*THE TASK*
When "docs" occurs in a line of the material, copy that line.

*RECORDED INFORMATION*
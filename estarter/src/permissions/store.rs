//! Persistent per-app permission grants.
//!
//! The store is loaded once at construction and written back as a full
//! snapshot on every change. Writes are asynchronous and last-writer-wins;
//! a failed load yields an empty store, a failed write is logged and
//! dropped.

use std::collections::HashMap;
use std::path::PathBuf;
use std::sync::Arc;

use chrono::{DateTime, Utc};
use serde::{Deserialize, Serialize};

use estarter_shared::{Permission, PermissionSet};

/// One persisted grant record.
#[derive(Debug, Clone, Serialize, Deserialize)]
#[serde(rename_all = "camelCase")]
pub struct PermissionGrant {
    pub app_id: String,
    pub granted: Permission,
    pub denied: Permission,
    pub updated_at: DateTime<Utc>,
}

impl PermissionGrant {
    pub fn set(&self) -> PermissionSet {
        PermissionSet {
            granted: self.granted,
            denied: self.denied,
        }
    }
}

struct StoreInner {
    path: PathBuf,
    entries: parking_lot::Mutex<HashMap<String, PermissionGrant>>,
    /// Serializes snapshot writes so an older snapshot can never clobber a
    /// newer one.
    write_lock: tokio::sync::Mutex<()>,
}

/// appId → grant record, mirrored to `permissions.json`.
#[derive(Clone)]
pub struct PermissionStore {
    inner: Arc<StoreInner>,
}

impl PermissionStore {
    /// Load the store from disk; any read or parse error yields an empty
    /// store.
    pub fn load(path: PathBuf) -> Self {
        let entries = match std::fs::read(&path) {
            Ok(bytes) => match serde_json::from_slice::<Vec<PermissionGrant>>(&bytes) {
                Ok(grants) => grants
                    .into_iter()
                    .map(|g| (g.app_id.clone(), g))
                    .collect(),
                Err(e) => {
                    tracing::warn!(
                        path = %path.display(),
                        error = %e,
                        "Malformed permission store, starting empty"
                    );
                    HashMap::new()
                }
            },
            Err(e) if e.kind() == std::io::ErrorKind::NotFound => HashMap::new(),
            Err(e) => {
                tracing::warn!(
                    path = %path.display(),
                    error = %e,
                    "Failed to read permission store, starting empty"
                );
                HashMap::new()
            }
        };

        Self {
            inner: Arc::new(StoreInner {
                path,
                entries: parking_lot::Mutex::new(entries),
                write_lock: tokio::sync::Mutex::new(()),
            }),
        }
    }

    /// Stored permission set for an app, if any grant record exists.
    pub fn stored_set(&self, app_id: &str) -> Option<PermissionSet> {
        self.inner.entries.lock().get(app_id).map(|g| g.set())
    }

    /// Record `granted ∪ p, denied ∖ p` for an app.
    pub fn record_grant(&self, app_id: &str, p: Permission) {
        self.update(app_id, |set| set.grant(p));
    }

    /// Record a sticky denial: `denied ∪ p`, granted untouched.
    pub fn record_denial(&self, app_id: &str, p: Permission) {
        self.update(app_id, |set| set.deny(p));
    }

    /// Remove `p` from both masks.
    pub fn record_revoke(&self, app_id: &str, p: Permission) {
        self.update(app_id, |set| set.revoke(p));
    }

    /// Drop every record for an app (uninstall).
    pub fn remove_app(&self, app_id: &str) {
        let removed = self.inner.entries.lock().remove(app_id).is_some();
        if removed {
            self.schedule_save();
        }
    }

    fn update(&self, app_id: &str, f: impl FnOnce(PermissionSet) -> PermissionSet) {
        {
            let mut entries = self.inner.entries.lock();
            let entry = entries
                .entry(app_id.to_string())
                .or_insert_with(|| PermissionGrant {
                    app_id: app_id.to_string(),
                    granted: Permission::empty(),
                    denied: Permission::empty(),
                    updated_at: Utc::now(),
                });
            let updated = f(entry.set());
            entry.granted = updated.granted;
            entry.denied = updated.denied;
            entry.updated_at = Utc::now();
        }
        self.schedule_save();
    }

    fn snapshot(&self) -> Vec<PermissionGrant> {
        let mut grants: Vec<_> = self.inner.entries.lock().values().cloned().collect();
        grants.sort_by(|a, b| a.app_id.cmp(&b.app_id));
        grants
    }

    /// Write the current snapshot. Runs on the tokio runtime when one is
    /// available, synchronously otherwise.
    fn schedule_save(&self) {
        let inner = self.inner.clone();
        let grants = self.snapshot();
        match tokio::runtime::Handle::try_current() {
            Ok(handle) => {
                handle.spawn(async move {
                    let _guard = inner.write_lock.lock().await;
                    if let Err(e) = write_snapshot(&inner.path, &grants).await {
                        tracing::warn!(
                            path = %inner.path.display(),
                            error = %e,
                            "Failed to persist permission grants"
                        );
                    }
                });
            }
            Err(_) => {
                if let Err(e) = write_snapshot_sync(&inner.path, &grants) {
                    tracing::warn!(
                        path = %inner.path.display(),
                        error = %e,
                        "Failed to persist permission grants"
                    );
                }
            }
        }
    }
}

async fn write_snapshot(path: &PathBuf, grants: &[PermissionGrant]) -> std::io::Result<()> {
    let bytes = serde_json::to_vec_pretty(grants)?;
    let tmp = path.with_extension("json.tmp");
    tokio::fs::write(&tmp, &bytes).await?;
    tokio::fs::rename(&tmp, path).await
}

fn write_snapshot_sync(path: &PathBuf, grants: &[PermissionGrant]) -> std::io::Result<()> {
    let bytes = serde_json::to_vec_pretty(grants)?;
    let tmp = path.with_extension("json.tmp");
    std::fs::write(&tmp, &bytes)?;
    std::fs::rename(&tmp, path)
}
//! Host selection from the app manifest.

use std::sync::Arc;

use crate::host::{AppHost, ProcessHost, WasmHost};
use crate::kernel::Kernel;
use crate::layout::FilesystemLayout;
use crate::manifest::{AppManifest, AppRuntimeKind};
use estarter_shared::{EstarterError, EstarterResult};

/// Build the host variant the manifest asks for.
///
/// The entry path comes from `entry` with a legacy `exePath` fallback;
/// unknown or unimplemented runtimes are refused as unsupported.
pub fn create_host(
    kernel: Arc<Kernel>,
    layout: &FilesystemLayout,
    manifest: &AppManifest,
) -> EstarterResult<AppHost> {
    let app_dir = layout.app_dir(&manifest.id);
    let entry = manifest.entry_path(&app_dir)?;
    let policy = manifest.sandbox_policy();
    let requested = manifest.requested_permissions();

    match manifest.runtime {
        AppRuntimeKind::Native => Ok(AppHost::Process(Arc::new(ProcessHost::new(
            kernel,
            manifest.id.clone(),
            manifest.version.clone(),
            app_dir,
            entry,
            manifest.arguments.clone(),
            requested,
            policy,
        )))),
        AppRuntimeKind::Wasm => Ok(AppHost::Wasm(Arc::new(WasmHost::new(
            kernel,
            manifest.id.clone(),
            manifest.version.clone(),
            entry,
            requested,
            policy,
        )))),
        AppRuntimeKind::Dotnet => Err(EstarterError::NotSupported(format!(
            "runtime {} is not implemented",
            manifest.runtime
        ))),
    }
}
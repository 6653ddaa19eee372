//! Virtual path model: `/{zone}/{appId}/{relative...}`.
//!
//! Parsing is the only way to obtain a [`VirtualPath`], and it rejects
//! every traversal shape up front: `..` segments, segments starting with a
//! dot, `./` sequences, and doubled slashes.

use std::path::{Path, PathBuf};

use serde::{Deserialize, Serialize};

use estarter_shared::{EstarterError, EstarterResult};

/// Top-level VFS namespaces with distinct policies.
#[derive(Debug, Clone, Copy, PartialEq, Eq, Hash, Serialize, Deserialize)]
#[serde(rename_all = "lowercase")]
pub enum Zone {
    AppData,
    Cache,
    Temp,
    Shared,
    System,
}

impl Zone {
    pub const ALL: &'static [Zone] = &[
        Zone::AppData,
        Zone::Cache,
        Zone::Temp,
        Zone::Shared,
        Zone::System,
    ];

    pub fn as_str(&self) -> &'static str {
        match self {
            Zone::AppData => "appdata",
            Zone::Cache => "cache",
            Zone::Temp => "temp",
            Zone::Shared => "shared",
            Zone::System => "system",
        }
    }

    /// Writes, deletes, and directory creation are rejected here.
    pub fn is_read_only(&self) -> bool {
        matches!(self, Zone::System)
    }

    /// Zones owned by a single app (removed by `delete_app_data`).
    pub fn is_app_owned(&self) -> bool {
        matches!(self, Zone::AppData | Zone::Cache | Zone::Temp)
    }
}

impl std::str::FromStr for Zone {
    type Err = ();

    fn from_str(s: &str) -> Result<Self, Self::Err> {
        match s {
            "appdata" => Ok(Zone::AppData),
            "cache" => Ok(Zone::Cache),
            "temp" => Ok(Zone::Temp),
            "shared" => Ok(Zone::Shared),
            "system" => Ok(Zone::System),
            _ => Err(()),
        }
    }
}

impl std::fmt::Display for Zone {
    fn fmt(&self, f: &mut std::fmt::Formatter<'_>) -> std::fmt::Result {
        write!(f, "{}", self.as_str())
    }
}

/// A parsed, validated virtual path.
#[derive(Debug, Clone, PartialEq, Eq)]
pub struct VirtualPath {
    zone: Zone,
    app_id: String,
    relative: String,
}

impl VirtualPath {
    /// Parse a raw virtual path, rejecting traversal shapes.
    pub fn parse(raw: &str) -> EstarterResult<Self> {
        let invalid = |reason: &str| {
            Err(EstarterError::Vfs(format!(
                "invalid virtual path '{}': {}",
                raw, reason
            )))
        };

        if !raw.starts_with('/') {
            return invalid("must start with '/'");
        }
        if raw.contains("//") {
            return invalid("doubled slash");
        }
        if raw.contains("./") {
            return invalid("dot segment");
        }

        let trimmed = if raw.len() > 1 {
            raw.strip_suffix('/').unwrap_or(raw)
        } else {
            raw
        };
        let mut segments = trimmed[1..].split('/');

        let zone_str = match segments.next() {
            Some(z) if !z.is_empty() => z,
            _ => return invalid("missing zone"),
        };
        let zone: Zone = match zone_str.parse() {
            Ok(zone) => zone,
            Err(()) => return invalid("unknown zone"),
        };

        let app_id = match segments.next() {
            Some(a) if !a.is_empty() => a,
            _ => return invalid("missing app id"),
        };

        let rest: Vec<&str> = segments.collect();
        for segment in std::iter::once(app_id).chain(rest.iter().copied()) {
            if segment.is_empty() {
                return invalid("empty segment");
            }
            if segment == ".." {
                return invalid("parent traversal");
            }
            if segment.starts_with('.') {
                return invalid("dot-prefixed segment");
            }
        }

        Ok(Self {
            zone,
            app_id: app_id.to_string(),
            relative: rest.join("/"),
        })
    }

    pub fn zone(&self) -> Zone {
        self.zone
    }

    pub fn app_id(&self) -> &str {
        &self.app_id
    }

    pub fn relative(&self) -> &str {
        &self.relative
    }

    /// `shared` belongs to everyone; other zones to their app only
    /// (case-insensitive).
    pub fn belongs_to(&self, caller_app_id: &str) -> bool {
        self.zone == Zone::Shared || self.app_id.eq_ignore_ascii_case(caller_app_id)
    }

    /// The physical location under a VFS root.
    pub fn physical(&self, root: &Path) -> PathBuf {
        let mut path = root.join(self.zone.as_str()).join(&self.app_id);
        if !self.relative.is_empty() {
            for segment in self.relative.split('/') {
                path.push(segment);
            }
        }
        path
    }

    /// Last path segment, or the app id for a zone root.
    pub fn file_name(&self) -> &str {
        self.relative
            .rsplit('/')
            .next()
            .filter(|s| !s.is_empty())
            .unwrap_or(&self.app_id)
    }
}

impl std::fmt::Display for VirtualPath {
    fn fmt(&self, f: &mut std::fmt::Formatter<'_>) -> std::fmt::Result {
        if self.relative.is_empty() {
            write!(f, "/{}/{}", self.zone, self.app_id)
        } else {
            write!(f, "/{}/{}/{}", self.zone, self.app_id, self.relative)
        }
    }
}

#[cfg(test)]
mod tests {
    use super::*;

    #[test]
    fn test_parse_valid_paths() {
        let path = VirtualPath::parse("/appdata/app.a/docs/notes.txt").unwrap();
        assert_eq!(path.zone(), Zone::AppData);
        assert_eq!(path.app_id(), "app.a");
        assert_eq!(path.relative(), "docs/notes.txt");
        assert_eq!(path.file_name(), "notes.txt");
        assert_eq!(path.to_string(), "/appdata/app.a/docs/notes.txt");

        let root = VirtualPath::parse("/cache/app.a").unwrap();
        assert_eq!(root.relative(), "");
        assert_eq!(root.file_name(), "app.a");
    }

    #[test]
    fn test_parse_tolerates_trailing_slash() {
        let path = VirtualPath::parse("/temp/app.a/scratch/").unwrap();
        assert_eq!(path.relative(), "scratch");
    }

    #[test]
    fn test_traversal_shapes_rejected() {
        for raw in [
            "/appdata/app.a/../app.b/x.txt",
            "/appdata/../secret",
            "/appdata/app.a/..",
            "/appdata/app.a/./x.txt",
            "/appdata/app.a//x.txt",
            "//appdata/app.a/x.txt",
            "/appdata/app.a/.hidden",
            "/appdata/.app/x.txt",
            "appdata/app.a/x.txt",
            "/nozone/app.a/x.txt",
            "/appdata",
            "/",
            "",
        ] {
            assert!(VirtualPath::parse(raw).is_err(), "should reject {:?}", raw);
        }
    }

    #[test]
    fn test_belongs_to() {
        let path = VirtualPath::parse("/appdata/App.A/x.txt").unwrap();
        assert!(path.belongs_to("app.a"));
        assert!(path.belongs_to("APP.A"));
        assert!(!path.belongs_to("app.b"));

        let shared = VirtualPath::parse("/shared/app.a/x.txt").unwrap();
        assert!(shared.belongs_to("app.b"));
    }

    #[test]
    fn test_physical_layout() {
        let path = VirtualPath::parse("/appdata/app.a/docs/n.txt").unwrap();
        let physical = path.physical(Path::new("/vfs"));
        assert_eq!(physical, PathBuf::from("/vfs/appdata/app.a/docs/n.txt"));
    }

    #[test]
    fn test_zone_properties() {
        assert!(Zone::System.is_read_only());
        assert!(!Zone::Shared.is_read_only());
        assert!(Zone::AppData.is_app_owned());
        assert!(Zone::Cache.is_app_owned());
        assert!(Zone::Temp.is_app_owned());
        assert!(!Zone::Shared.is_app_owned());
        assert!(!Zone::System.is_app_owned());
    }
}
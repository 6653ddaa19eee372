//! Kernel event stream.
//!
//! Events are broadcast in emission order to every subscriber; consumers
//! must not assume exclusive delivery, and a lagging receiver may observe
//! a gap (`RecvError::Lagged`).

use serde::{Deserialize, Serialize};
use tokio::sync::broadcast;

use crate::permissions::PolicyCategory;
use estarter_shared::{ApiCommand, ApiStatus, Permission};

const EVENT_CHANNEL_CAPACITY: usize = 256;

#[derive(Debug, Clone, Serialize, Deserialize)]
pub enum KernelEvent {
    ProcessStarted {
        app_id: String,
    },
    ProcessTerminated {
        app_id: String,
    },
    /// Emitted for every routed API request, whatever its outcome.
    ApiCalled {
        app_id: String,
        command: ApiCommand,
        status: ApiStatus,
    },
    /// Consent prompt for the UI layer; completion flows back through
    /// `Kernel::complete_permission_request`.
    PermissionRequested {
        app_id: String,
        permission: Permission,
    },
    PolicyChanged {
        category: PolicyCategory,
        allowed: bool,
    },
    /// An app host finished; emitted exactly once per launch.
    HostExited {
        app_id: String,
        exit_code: i32,
        #[serde(default, skip_serializing_if = "Option::is_none")]
        error: Option<String>,
    },
    Notification {
        app_id: String,
        title: String,
        message: String,
    },
}

/// Broadcast fan-out for [`KernelEvent`]s.
pub struct EventBus {
    tx: broadcast::Sender<KernelEvent>,
}

impl EventBus {
    pub fn new() -> Self {
        let (tx, _) = broadcast::channel(EVENT_CHANNEL_CAPACITY);
        Self { tx }
    }

    pub fn subscribe(&self) -> broadcast::Receiver<KernelEvent> {
        self.tx.subscribe()
    }

    /// Emit an event. Having no subscribers is not an error.
    pub fn emit(&self, event: KernelEvent) {
        tracing::trace!(?event, "Kernel event");
        let _ = self.tx.send(event);
    }
}

impl Default for EventBus {
    fn default() -> Self {
        Self::new()
    }
}
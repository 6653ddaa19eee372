//! Permission persistence and the user-consent protocol.
//!
//! The capability bit definitions and [`PermissionSet`] value type live in
//! `estarter-shared`; this module owns what the runtime does with them:
//! the persistent grant store, global policies, and consent brokering.

mod consent;
mod policy;
mod store;

pub use consent::{ConsentBroker, ConsentTicket};
pub use policy::{PolicyCategory, PolicyStore, SystemPolicies};
pub use store::{PermissionGrant, PermissionStore};

pub use estarter_shared::{Permission, PermissionSet};

/// Owns persistent grants and drives the consent protocol.
///
/// Kernel-facing façade over the store and broker; the kernel remains the
/// only mutator of live process permission sets.
pub struct PermissionManager {
    store: PermissionStore,
    consent: ConsentBroker,
}

impl PermissionManager {
    pub fn new(store: PermissionStore) -> Self {
        Self {
            store,
            consent: ConsentBroker::new(),
        }
    }

    pub fn store(&self) -> &PermissionStore {
        &self.store
    }

    pub fn consent(&self) -> &ConsentBroker {
        &self.consent
    }

    /// Stored set for an app, or an empty set when nothing is persisted.
    pub fn stored_set(&self, app_id: &str) -> PermissionSet {
        self.store.stored_set(app_id).unwrap_or_default()
    }

    /// Whether a persisted denial is standing for any bit of `p`.
    pub fn is_denied(&self, app_id: &str, p: Permission) -> bool {
        self.stored_set(app_id).denied.intersects(p)
    }
}
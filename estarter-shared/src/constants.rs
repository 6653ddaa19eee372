//! Protocol constants shared between the runtime and hosted apps.

/// Environment variables injected into hosted native processes.
pub mod env {
    /// Always set to [`MODE_HOSTED`] for processes launched by the runtime.
    pub const MODE: &str = "ESTARTER_MODE";
    /// The app id the process was launched as.
    pub const APP_ID: &str = "ESTARTER_APP_ID";

    pub const MODE_HOSTED: &str = "hosted";
}

/// JSON-RPC method names on the child stdio channel.
pub mod rpc_methods {
    /// `api_call(command: string, data?: object) -> ApiResponse`
    pub const API_CALL: &str = "api_call";
    /// `log(level: string, message: string)` fire-and-forget notification.
    pub const LOG: &str = "log";
}

/// Host imports a wasm module may link against.
pub mod wasm_imports {
    pub const MODULE: &str = "env";
    /// `estarter_log(ptr: i32, len: i32)`
    pub const LOG: &str = "estarter_log";
    /// `estarter_api_call(cmd_ptr, cmd_len, data_ptr, data_len) -> i32`
    pub const API_CALL: &str = "estarter_api_call";

    /// Required exports.
    pub const EXPORT_MEMORY: &str = "memory";
    pub const EXPORT_START: &str = "_start";
}

/// Timeouts baked into the protocol.
pub mod timeouts {
    use std::time::Duration;

    /// Default bound on a single API call, applied at the host bridge.
    pub const API_CALL: Duration = Duration::from_secs(30);
    /// User-consent wait; expiry counts as denial.
    pub const CONSENT: Duration = Duration::from_secs(30);
    /// Graceful-shutdown window before the process tree is killed.
    pub const STOP_GRACE: Duration = Duration::from_secs(5);
}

*RESULT OF THE EXERCISE*
        let path = VirtualPath::parse("/appdata/app.a/docs/notes.txt").unwrap();
        assert_eq!(path.relative(), "docs/notes.txt");
        assert_eq!(path.to_string(), "/appdata/app.a/docs/notes.txt");
        let path = VirtualPath::parse("/appdata/app.a/docs/n.txt").unwrap();
        assert_eq!(physical, PathBuf::from("/vfs/appdata/app.a/docs/n.txt"));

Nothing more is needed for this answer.